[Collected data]
Segment Open
//! Trend persistence. Write-once per run (spec §3 ownership: "a new run
//! produces a new set of Trends; old ones are retained for history").

use async_trait::async_trait;
use rusqlite::{params, Connection, Row};
use std::collections::HashMap;
use std::sync::Arc;
use tokio::sync::Mutex;
use uuid::Uuid;

use crate::error::StorageResult;
use crate::trend::{Trend, TrendState};

#[async_trait]
pub trait TrendStore: Send + Sync {
    async fn insert(&self, trend: &Trend) -> StorageResult<()>;
    async fn list_by_run(&self, run_id: Uuid) -> StorageResult<Vec<Trend>>;
    /// Recent Trend history for a Topic, used by the Ranker to derive state
    /// (sustained/declining/dead).
    async fn history_for_topic(&self, topic_id: Uuid, limit: i64) -> StorageResult<Vec<Trend>>;
}

pub struct SqliteTrendStore {
    conn: Arc<Mutex<Connection>>,
}

impl SqliteTrendStore {
    pub fn new(conn: Arc<Mutex<Connection>>) -> StorageResult<Self> {
        {
            let guard = conn
                .try_lock()
                .expect("shared connection must not be contended during store construction");
            guard.execute_batch(
                "CREATE TABLE IF NOT EXISTS trends (
                    id TEXT PRIMARY KEY,
                    topic_id TEXT NOT NULL,
                    run_id TEXT NOT NULL,
                    rank INTEGER NOT NULL,
                    title TEXT NOT NULL,
                    summary TEXT NOT NULL,
                    score REAL NOT NULL,
                    velocity REAL NOT NULL,
                    state TEXT NOT NULL,
                    category TEXT,
                    language TEXT NOT NULL,
                    keywords TEXT NOT NULL,
                    engagement TEXT NOT NULL,
                    first_seen TEXT NOT NULL,
                    last_updated TEXT NOT NULL,
                    peak_engagement_at TEXT,
                    created_at INTEGER NOT NULL,
                    updated_at INTEGER NOT NULL
                );
                CREATE INDEX IF NOT EXISTS idx_trends_topic ON trends(topic_id, created_at);
                CREATE INDEX IF NOT EXISTS idx_trends_run ON trends(run_id);",
            )?;
        }
        Ok(Self { conn })
    }

    fn row_to_trend(row: &Row) -> rusqlite::Result<Trend> {
        let keywords_json: String = row.get("keywords")?;
        let engagement_json: String = row.get("engagement")?;
        let state: String = row.get("state")?;
        let peak: Option<String> = row.get("peak_engagement_at")?;
        Ok(Trend {
            id: Uuid::parse_str(&row.get::<_, String>("id")?).unwrap_or_default(),
            topic_id: Uuid::parse_str(&row.get::<_, String>("topic_id")?).unwrap_or_default(),
            run_id: Uuid::parse_str(&row.get::<_, String>("run_id")?).unwrap_or_default(),
            rank: row.get::<_, i64>("rank")? as u32,
            title: row.get("title")?,
            summary: row.get("summary")?,
            score: row.get("score")?,
            velocity: row.get("velocity")?,
            state: parse_state(&state),
            category: row.get("category")?,
            language: row.get("language")?,
            keywords: serde_json::from_str(&keywords_json).unwrap_or_default(),
            engagement: serde_json::from_str::<HashMap<String, f64>>(&engagement_json).unwrap_or_default(),
            first_seen: row.get::<_, String>("first_seen")?.parse().unwrap_or_else(|_| chrono::Utc::now()),
            last_updated: row.get::<_, String>("last_updated")?.parse().unwrap_or_else(|_| chrono::Utc::now()),
            peak_engagement_at: peak.and_then(|s| s.parse().ok()),
            created_at: row.get("created_at")?,
            updated_at: row.get("updated_at")?,
        })
    }
}

fn parse_state(s: &str) -> TrendState {
    match s {
        "viral" => TrendState::Viral,
        "sustained" => TrendState::Sustained,
        "declining" => TrendState::Declining,
        "dead" => TrendState::Dead,
        _ => TrendState::Emerging,
    }
}

#[async_trait]
impl TrendStore for SqliteTrendStore {
    async fn insert(&self, trend: &Trend) -> StorageResult<()> {
        let conn = self.conn.lock().await;
        conn.execute(
            "INSERT INTO trends (
                id, topic_id, run_id, rank, title, summary, score, velocity, state,
                category, language, keywords, engagement, first_seen, last_updated,
                peak_engagement_at, created_at, updated_at
            ) VALUES (?1,?2,?3,?4,?5,?6,?7,?8,?9,?10,?11,?12,?13,?14,?15,?16,?17,?18)",
            params![
                trend.id.to_string(),
                trend.topic_id.to_string(),
                trend.run_id.to_string(),
                trend.rank as i64,
                trend.title,
                trend.summary,
                trend.score,
                trend.velocity,
                trend.state.to_string(),
                trend.category,
                trend.language,
                serde_json::to_string(&trend.keywords)?,
                serde_json::to_string(&trend.engagement)?,
                trend.first_seen.to_rfc3339(),
                trend.last_updated.to_rfc3339(),
                trend.peak_engagement_at.map(|d| d.to_rfc3339()),
                trend.created_at,
                trend.updated_at,
            ],
        )?;
        Ok(())
    }

    async fn list_by_run(&self, run_id: Uuid) -> StorageResult<Vec<Trend>> {
        let conn = self.conn.lock().await;
        let mut stmt = conn.prepare("SELECT * FROM trends WHERE run_id = ?1 ORDER BY rank ASC")?;
        let rows = stmt.query_map(params![run_id.to_string()], Self::row_to_trend)?;
        rows.collect::<Result<Vec<_>, _>>().map_err(Into::into)
    }

    async fn history_for_topic(&self, topic_id: Uuid, limit: i64) -> StorageResult<Vec<Trend>> {
        let conn = self.conn.lock().await;
        let mut stmt = conn.prepare(
            "SELECT * FROM trends WHERE topic_id = ?1 ORDER BY created_at DESC LIMIT ?2",
        )?;
        let rows = stmt.query_map(params![topic_id.to_string(), limit], Self::row_to_trend)?;
        rows.collect::<Result<Vec<_>, _>>().map_err(Into::into)
    }
}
Segment Closed
Keeping every line exactly as it is, retype the entries shown above.

//! Trend persistence. Write-once per run (spec §3 ownership: "a new run
//! produces a new set of Trends; old ones are retained for history").

use async_trait::async_trait;
use rusqlite::{params, Connection, Row};
use std::collections::HashMap;
use std::sync::Arc;
use tokio::sync::Mutex;
use uuid::Uuid;

use crate::error::StorageResult;
use crate::trend::{Trend, TrendState};

#[async_trait]
pub trait TrendStore: Send + Sync {
    async fn insert(&self, trend: &Trend) -> StorageResult<()>;
    async fn list_by_run(&self, run_id: Uuid) -> StorageResult<Vec<Trend>>;
    /// Recent Trend history for a Topic, used by the Ranker to derive state
    /// (sustained/declining/dead).
    async fn history_for_topic(&self, topic_id: Uuid, limit: i64) -> StorageResult<Vec<Trend>>;
}

pub struct SqliteTrendStore {
    conn: Arc<Mutex<Connection>>,
}

impl SqliteTrendStore {
    pub fn new(conn: Arc<Mutex<Connection>>) -> StorageResult<Self> {
        {
            let guard = conn
                .try_lock()
                .expect("shared connection must not be contended during store construction");
            guard.execute_batch(
                "CREATE TABLE IF NOT EXISTS trends (
                    id TEXT PRIMARY KEY,
                    topic_id TEXT NOT NULL,
                    run_id TEXT NOT NULL,
                    rank INTEGER NOT NULL,
                    title TEXT NOT NULL,
                    summary TEXT NOT NULL,
                    score REAL NOT NULL,
                    velocity REAL NOT NULL,
                    state TEXT NOT NULL,
                    category TEXT,
                    language TEXT NOT NULL,
                    keywords TEXT NOT NULL,
                    engagement TEXT NOT NULL,
                    first_seen TEXT NOT NULL,
                    last_updated TEXT NOT NULL,
                    peak_engagement_at TEXT,
                    created_at INTEGER NOT NULL,
                    updated_at INTEGER NOT NULL
                );
                CREATE INDEX IF NOT EXISTS idx_trends_topic ON trends(topic_id, created_at);
                CREATE INDEX IF NOT EXISTS idx_trends_run ON trends(run_id);",
            )?;
        }
        Ok(Self { conn })
    }

    fn row_to_trend(row: &Row) -> rusqlite::Result<Trend> {
        let keywords_json: String = row.get("keywords")?;
        let engagement_json: String = row.get("engagement")?;
        let state: String = row.get("state")?;
        let peak: Option<String> = row.get("peak_engagement_at")?;
        Ok(Trend {
            id: Uuid::parse_str(&row.get::<_, String>("id")?).unwrap_or_default(),
            topic_id: Uuid::parse_str(&row.get::<_, String>("topic_id")?).unwrap_or_default(),
            run_id: Uuid::parse_str(&row.get::<_, String>("run_id")?).unwrap_or_default(),
            rank: row.get::<_, i64>("rank")? as u32,
            title: row.get("title")?,
            summary: row.get("summary")?,
            score: row.get("score")?,
            velocity: row.get("velocity")?,
            state: parse_state(&state),
            category: row.get("category")?,
            language: row.get("language")?,
            keywords: serde_json::from_str(&keywords_json).unwrap_or_default(),
            engagement: serde_json::from_str::<HashMap<String, f64>>(&engagement_json).unwrap_or_default(),
            first_seen: row.get::<_, String>("first_seen")?.parse().unwrap_or_else(|_| chrono::Utc::now()),
            last_updated: row.get::<_, String>("last_updated")?.parse().unwrap_or_else(|_| chrono::Utc::now()),
            peak_engagement_at: peak.and_then(|s| s.parse().ok()),
            created_at: row.get("created_at")?,
            updated_at: row.get("updated_at")?,
        })
    }
}

fn parse_state(s: &str) -> TrendState {
    match s {
        "viral" => TrendState::Viral,
        "sustained" => TrendState::Sustained,
        "declining" => TrendState::Declining,
        "dead" => TrendState::Dead,
        _ => TrendState::Emerging,
    }
}

#[async_trait]
impl TrendStore for SqliteTrendStore {
    async fn insert(&self, trend: &Trend) -> StorageResult<()> {
        let conn = self.conn.lock().await;
        conn.execute(
            "INSERT INTO trends (
                id, topic_id, run_id, rank, title, summary, score, velocity, state,
                category, language, keywords, engagement, first_seen, last_updated,
                peak_engagement_at, created_at, updated_at
            ) VALUES (?1,?2,?3,?4,?5,?6,?7,?8,?9,?10,?11,?12,?13,?14,?15,?16,?17,?18)",
            params![
                trend.id.to_string(),
                trend.topic_id.to_string(),
                trend.run_id.to_string(),
                trend.rank as i64,
                trend.title,
                trend.summary,
                trend.score,
                trend.velocity,
                trend.state.to_string(),
                trend.category,
                trend.language,
                serde_json::to_string(&trend.keywords)?,
                serde_json::to_string(&trend.engagement)?,
                trend.first_seen.to_rfc3339(),
                trend.last_updated.to_rfc3339(),
                trend.peak_engagement_at.map(|d| d.to_rfc3339()),
                trend.created_at,
                trend.updated_at,
            ],
        )?;
        Ok(())
    }

    async fn list_by_run(&self, run_id: Uuid) -> StorageResult<Vec<Trend>> {
        let conn = self.conn.lock().await;
        let mut stmt = conn.prepare("SELECT * FROM trends WHERE run_id = ?1 ORDER BY rank ASC")?;
        let rows = stmt.query_map(params![run_id.to_string()], Self::row_to_trend)?;
        rows.collect::<Result<Vec<_>, _>>().map_err(Into::into)
    }

    async fn history_for_topic(&self, topic_id: Uuid, limit: i64) -> StorageResult<Vec<Trend>> {
        let conn = self.conn.lock().await;
        let mut stmt = conn.prepare(
            "SELECT * FROM trends WHERE topic_id = ?1 ORDER BY created_at DESC LIMIT ?2",
        )?;
        let rows = stmt.query_map(params![topic_id.to_string(), limit], Self::row_to_trend)?;
        rows.collect::<Result<Vec<_>, _>>().map_err(Into::into)
    }
}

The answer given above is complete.